St. Augustine is incomparable and can truly reassure. I was reading over a homily he preached on Christmas Day. The Gospel read was the same then as now: John's Prologue. One could stop alone to marvel at the Bishop of Hippo's reflection on the dynamic of the word shared through his preaching, but he renders it all absolutely boundless and awe inspiring focusing on the Child born of the Virgin. Let me quote just a bit from one of my Kindle favorites:
The human word and the divine Word
2. Why should all this surprise us about the Word of God, seeing that this sermon I am addressing to you flows so freely into your senses, that you hearers both receive it, and don’t imprison or corner it? I mean, if you didn’t receive it, you wouldn’t learn anything; if you cornered it, it wouldn’t reach anyone else. And of course this sermon is divided up into words and syllables; and yet for all that, you don’t each take portions and pieces of it, as you would of food for the stomach; but you all hear it all, each of you hears it all. Nor am I afraid, while I’m talking, that one of you by hearing it may swallow it all, so that another would be left with nothing to eat; but I wish you all to be so attentive, cheating nobody’s ears and mind, that each of you may hear it all, and leave all of it for the others to hear too.
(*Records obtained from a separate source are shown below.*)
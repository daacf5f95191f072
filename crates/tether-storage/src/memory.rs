use async_trait::async_trait;
use dashmap::mapref::entry::Entry;
use dashmap::DashMap;
use jiff::Timestamp;
use std::sync::atomic::{AtomicI64, Ordering};
use std::sync::Arc;
use tether_core::store::{LinkStore, Result};
use tether_core::{ConflictKey, NewShortLink, ShortLink, StorageError};

#[derive(Debug)]
struct Tables {
    links: DashMap<i64, ShortLink>,
    /// Unique index: code -> id.
    codes: DashMap<String, i64>,
    /// Unique index over system-generated links: target -> id.
    targets: DashMap<String, i64>,
    next_id: AtomicI64,
}

/// In-memory implementation of [`LinkStore`] using DashMap.
///
/// DashMap provides better concurrency than RwLock<HashMap> because it
/// uses sharded locks. The unique indexes are claimed with entry-level
/// atomicity, so concurrent writers race on the index exactly as they would
/// on a relational unique key. Clones share the same tables.
#[derive(Debug, Clone)]
pub struct InMemoryStore {
    tables: Arc<Tables>,
}

impl InMemoryStore {
    /// Creates a new, empty in-memory store. Ids start at 1.
    pub fn new() -> Self {
        Self::with_capacity(0)
    }

    /// Creates a new in-memory store with the specified capacity.
    pub fn with_capacity(capacity: usize) -> Self {
        Self {
            tables: Arc::new(Tables {
                links: DashMap::with_capacity(capacity),
                codes: DashMap::with_capacity(capacity),
                targets: DashMap::with_capacity(capacity),
                next_id: AtomicI64::new(1),
            }),
        }
    }

    fn link_by_id(&self, id: i64) -> Option<ShortLink> {
        self.tables.links.get(&id).map(|link| link.clone())
    }

    fn claim_code(&self, code: &str, id: i64) -> Result<()> {
        match self.tables.codes.entry(code.to_owned()) {
            Entry::Occupied(owner) if *owner.get() == id => Ok(()),
            Entry::Occupied(_) => Err(StorageError::Conflict {
                key: ConflictKey::Code,
                value: code.to_owned(),
            }),
            Entry::Vacant(slot) => {
                slot.insert(id);
                Ok(())
            }
        }
    }

    fn release_code(&self, code: &str, id: i64) {
        self.tables.codes.remove_if(code, |_, owner| *owner == id);
    }
}

impl Default for InMemoryStore {
    fn default() -> Self {
        Self::new()
    }
}

#[async_trait]
impl LinkStore for InMemoryStore {
    async fn find_by_target(&self, target: &str) -> Result<Option<ShortLink>> {
        let Some(id) = self.tables.targets.get(target).map(|id| *id) else {
            return Ok(None);
        };
        Ok(self.link_by_id(id))
    }

    async fn find_by_code(&self, code: &str) -> Result<Option<ShortLink>> {
        let Some(id) = self.tables.codes.get(code).map(|id| *id) else {
            return Ok(None);
        };
        // A claimed code without a row is an insert still in flight.
        Ok(self.link_by_id(id))
    }

    async fn exists_by_code(&self, code: &str) -> Result<bool> {
        Ok(self.tables.codes.contains_key(code))
    }

    async fn insert(&self, link: NewShortLink) -> Result<ShortLink> {
        let id = self.tables.next_id.fetch_add(1, Ordering::SeqCst);

        self.claim_code(link.code.as_str(), id)?;

        if link.is_custom_alias {
            let stored = link.into_link(id, Timestamp::now());
            self.tables.links.insert(id, stored.clone());
            return Ok(stored);
        }

        match self.tables.targets.entry(link.target_address.clone()) {
            Entry::Occupied(_) => {
                self.release_code(link.code.as_str(), id);
                Err(StorageError::Conflict {
                    key: ConflictKey::Target,
                    value: link.target_address,
                })
            }
            Entry::Vacant(slot) => {
                // the row is written while the target is locked, so a
                // target lookup never sees the index without the row
                let stored = link.into_link(id, Timestamp::now());
                self.tables.links.insert(id, stored.clone());
                slot.insert(id);
                Ok(stored)
            }
        }
    }

    async fn update(&self, link: ShortLink) -> Result<ShortLink> {
        let Some(current) = self.link_by_id(link.id) else {
            return Err(StorageError::NotFound(link.id));
        };

        if current.code != link.code {
            self.claim_code(link.code.as_str(), link.id)?;
        }

        let updated = {
            let Some(mut row) = self.tables.links.get_mut(&link.id) else {
                self.release_code(link.code.as_str(), link.id);
                return Err(StorageError::NotFound(link.id));
            };
            row.code = link.code;
            row.last_updated_at = Timestamp::now();
            row.clone()
        };

        if current.code != updated.code {
            self.release_code(current.code.as_str(), link.id);
        }

        Ok(updated)
    }

    async fn add_access_count(&self, code: &str, delta: i64) -> Result<Option<i64>> {
        let Some(id) = self.tables.codes.get(code).map(|id| *id) else {
            return Ok(None);
        };
        let Some(mut row) = self.tables.links.get_mut(&id) else {
            return Ok(None);
        };
        row.access_count = row.access_count.saturating_add(delta);
        row.last_updated_at = Timestamp::now();
        Ok(Some(row.access_count))
    }

    async fn count(&self) -> Result<i64> {
        Ok(self.tables.links.len() as i64)
    }

    async fn sum_access_count(&self) -> Result<i64> {
        Ok(self
            .tables
            .links
            .iter()
            .fold(0i64, |total, link| total.saturating_add(link.access_count)))
    }

    async fn count_custom_aliases(&self) -> Result<i64> {
        Ok(self
            .tables
            .links
            .iter()
            .filter(|link| link.is_custom_alias)
            .count() as i64)
    }

    async fn find_hot_links(&self, min_access_count: i64) -> Result<Vec<ShortLink>> {
        let mut links: Vec<ShortLink> = self
            .tables
            .links
            .iter()
            .filter(|link| link.access_count > min_access_count)
            .map(|link| link.clone())
            .collect();
        links.sort_by(|a, b| b.access_count.cmp(&a.access_count).then(a.id.cmp(&b.id)));
        Ok(links)
    }

    async fn find_created_between(
        &self,
        start: Timestamp,
        end: Timestamp,
    ) -> Result<Vec<ShortLink>> {
        let mut links: Vec<ShortLink> = self
            .tables
            .links
            .iter()
            .filter(|link| link.created_at >= start && link.created_at <= end)
            .map(|link| link.clone())
            .collect();
        links.sort_by(|a, b| a.created_at.cmp(&b.created_at).then(a.id.cmp(&b.id)));
        Ok(links)
    }
}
Nor does this happen at successive times, in such a way that the sermon being delivered first comes into you, then has to go out from you if it is to enter someone else; but it comes simultaneously to all of you, and the whole of it to each of you. And if the whole of it could be retained in the memory, just as all of you have come to hear the whole of it, so you could each go away with the whole of it. How much more, then, could the Word of God, through which all things were made (Jn 1:3), and which while abiding in itself renews all things (Wis 7:27); which is neither confined in places, nor stretched out through times, nor varied by short and long quantities, nor woven together out of different sounds, nor ended by silence; how much more could this Word, of such a kind as that, make a mother’s womb fruitful by assuming a body, while still not departing from the bosom of the Father; come forth from there to be seen by human eyes, from here continue to enlighten angelic minds; go forth from there to all the earth, from here to stretch out the heavens; from there become man, from here make man? (Augustine, Saint; Daniel Doyle, O.S.A.; Edmund Hill, O.P. (2007-01-01). Essential Sermons (pp. 245-246). New City Press. Kindle Edition.)
The word.... the Word! Thank you, St. Augustine!